Minimize entry parsing in auth-source-pass

Prior to this commit, while searching for the most applicable entry
password-store entries were decrypted and parsed to ensure they were
valid.  The entries were parsed in the order they were found on the
filesystem and all applicable entries would be decrypted and parsed,
which varied based on the contents of the password-store and the entry
to be found.

This is fine when the GPG key is cached and each entry can be
decrypted without user interaction.  However, for security some people
have their GPG on a hardware token like a Yubikey setup so that they
have to touch a sensor on the toke for every cryptographic operation,
in which case it becomes inconvenient as each attempt to find an entry
requires a variable number of touches of the hardware token.

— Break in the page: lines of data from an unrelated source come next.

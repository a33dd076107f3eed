//! Cache Statistics Module
//!
//! Tracks cache performance metrics including hits, misses, evictions, and
//! corrupt records tolerated during load.

use serde::Serialize;

// == Cache Stats ==
/// Tracks cache performance metrics.
#[derive(Debug, Clone, Default, Serialize)]
pub struct CacheStats {
    /// Number of successful cache retrievals
    pub hits: u64,
    /// Number of failed cache retrievals (key not found)
    pub misses: u64,
    /// Number of records evicted to satisfy the size bound
    pub evictions: u64,
    /// Number of corrupt records that truncated a load
    pub corrupt_records: u64,
    /// Current number of records in the cache
    pub total_entries: usize,
    /// Current sum of live payload sizes in bytes
    pub total_bytes: u64,
}

impl CacheStats {
    // == Constructor ==
    /// Creates a new CacheStats with all counters at zero.
    pub fn new() -> Self {
        Self::default()
    }

    // == Hit Rate ==
    /// Calculates the cache hit rate.
    ///
    /// Returns hits / (hits + misses), or 0.0 if no requests have been made.
    pub fn hit_rate(&self) -> f64 {
        let total = self.hits + self.misses;
        if total == 0 {
            0.0
        } else {
            self.hits as f64 / total as f64
        }
    }

    // == Record Hit ==
    /// Increments the hit counter.
    pub fn record_hit(&mut self) {
        self.hits += 1;
    }

    // == Record Miss ==
    /// Increments the miss counter.
    pub fn record_miss(&mut self) {
        self.misses += 1;
    }

    // == Record Eviction ==
    /// Increments the eviction counter.
    pub fn record_eviction(&mut self) {
        self.evictions += 1;
    }

    // == Record Corruption ==
    /// Increments the corrupt-record counter.
    ///
    /// Tolerated corruption truncates a load silently from the caller's
    /// point of view; this counter keeps the degradation observable.
    pub fn record_corruption(&mut self) {
        self.corrupt_records += 1;
    }

    // == Update Gauges ==
    /// Updates the total entries count.
    pub fn set_total_entries(&mut self, count: usize) {
        self.total_entries = count;
    }

    /// Updates the total payload bytes gauge.
    pub fn set_total_bytes(&mut self, bytes: u64) {
        self.total_bytes = bytes;
    }
}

The implementation already assumes that names which contain more of
the information in the search key should be preferred so there is an
ordering of preference of applicable entries.  If the decrypt and
parsing is removed from the initial identification of applicable
entries in the store then in most cases a single decrypt and parse of
the most preferred entry will suffice, improving the experience for
hardware token users that require interaction with the token.

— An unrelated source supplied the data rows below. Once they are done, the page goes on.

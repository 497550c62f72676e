//! Error types for the API

use axum::http::StatusCode;
use axum::response::{IntoResponse, Response};
use axum::Json;

/// Crate-wide result type
pub type Result<T> = std::result::Result<T, Error>;

/// All errors produced by the service
#[derive(Debug, thiserror::Error)]
pub enum Error {
    /// Configuration error
    #[error("configuration error: {0}")]
    Config(String),

    /// Database error
    #[error("database error: {0}")]
    Database(#[from] rusqlite::Error),

    /// Request validation failed
    #[error("{0}")]
    Validation(String),

    /// Missing or invalid credentials
    #[error("{0}")]
    Unauthorized(String),

    /// Authenticated but not allowed
    #[error("{0}")]
    Forbidden(String),

    /// Resource not found
    #[error("{0}")]
    NotFound(String),

    /// Uniqueness or state conflict
    #[error("{0}")]
    Conflict(String),

    /// LLM generation failed
    #[error("llm error: {0}")]
    Llm(String),

    /// Embedding generation failed
    #[error("embedding error: {0}")]
    Embedding(String),

    /// Anything else
    #[error("internal error: {0}")]
    Internal(String),
}

impl Error {
    /// HTTP status code for this error
    pub fn status_code(&self) -> StatusCode {
        match self {
            Error::Validation(_) => StatusCode::BAD_REQUEST,
            Error::Unauthorized(_) => StatusCode::UNAUTHORIZED,
            Error::Forbidden(_) => StatusCode::FORBIDDEN,
            Error::NotFound(_) => StatusCode::NOT_FOUND,
            Error::Conflict(_) => StatusCode::CONFLICT,
            Error::Llm(_) | Error::Embedding(_) => StatusCode::BAD_GATEWAY,
            Error::Config(_) | Error::Database(_) | Error::Internal(_) => {
                StatusCode::INTERNAL_SERVER_ERROR
            }
        }
    }
}

impl IntoResponse for Error {
    fn into_response(self) -> Response {
        let status = self.status_code();

        // Internal details stay in the logs, not in the response body
        let message = match &self {
            Error::Database(e) => {
                tracing::error!("database error: {}", e);
                "Internal database error".to_string()
            }
            Error::Internal(e) => {
                tracing::error!("internal error: {}", e);
                "Internal server error".to_string()
            }
            Error::Config(e) => {
                tracing::error!("configuration error: {}", e);
                "Server misconfigured".to_string()
            }
            other => other.to_string(),
        };

        (status, Json(serde_json::json!({ "error": message }))).into_response()
    }
}

#[cfg(test)]
mod tests {
    use super::*;

    #[test]
    fn test_status_codes() {
        assert_eq!(
            Error::Validation("bad".into()).status_code(),
            StatusCode::BAD_REQUEST
        );
        assert_eq!(
            Error::Unauthorized("no".into()).status_code(),
            StatusCode::UNAUTHORIZED
        );
        assert_eq!(
            Error::Conflict("dup".into()).status_code(),
            StatusCode::CONFLICT
        );
        assert_eq!(
            Error::Llm("down".into()).status_code(),
            StatusCode::BAD_GATEWAY
        );
    }
}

This commit implements that strategy.  It is in spirit a refactor of
the existing code.

* lisp/auth-source-pass.el (auth-source-pass--matching-entries): New
function, generate an ordered list of regular expression matchers for
all possible names that could be in the password-store for the entry
to be found and then makes a pass over the password-store entry names
accumulating the matching entries in a list after the regexp that
matched.  This implementation ensures the password-store entry list
still only has to be scanned once.
(auth-source-pass--find-match-unambiguous): Use it to obtain candidate
entries and then parse them one by one until an entry containing the
desired information is located.  When complete, return the parsed data
of the entry instead of the entry name so that the information can be
used directly to construct the auth-source response.
(auth-source-pass--build-result): Update accordingly.
(auth-source-pass--find-match): Update docstring accordingly.
(auth-source-pass--select-one-entry)
(auth-source-pass--entry-valid-p)
(auth-source-pass--find-all-by-entry-name)
(auth-source-pass--find-one-by-entry-name): Remove.
(auth-source-pass--select-from-entries)
(auth-source-pass--accumulate-matches)
(auth-source-pass--entry-reducer)
(auth-source-pass--generate-entry-suffixes)
(auth-source-pass--domains)
(auth-source-pass--name-port-user-suffixes): New functions.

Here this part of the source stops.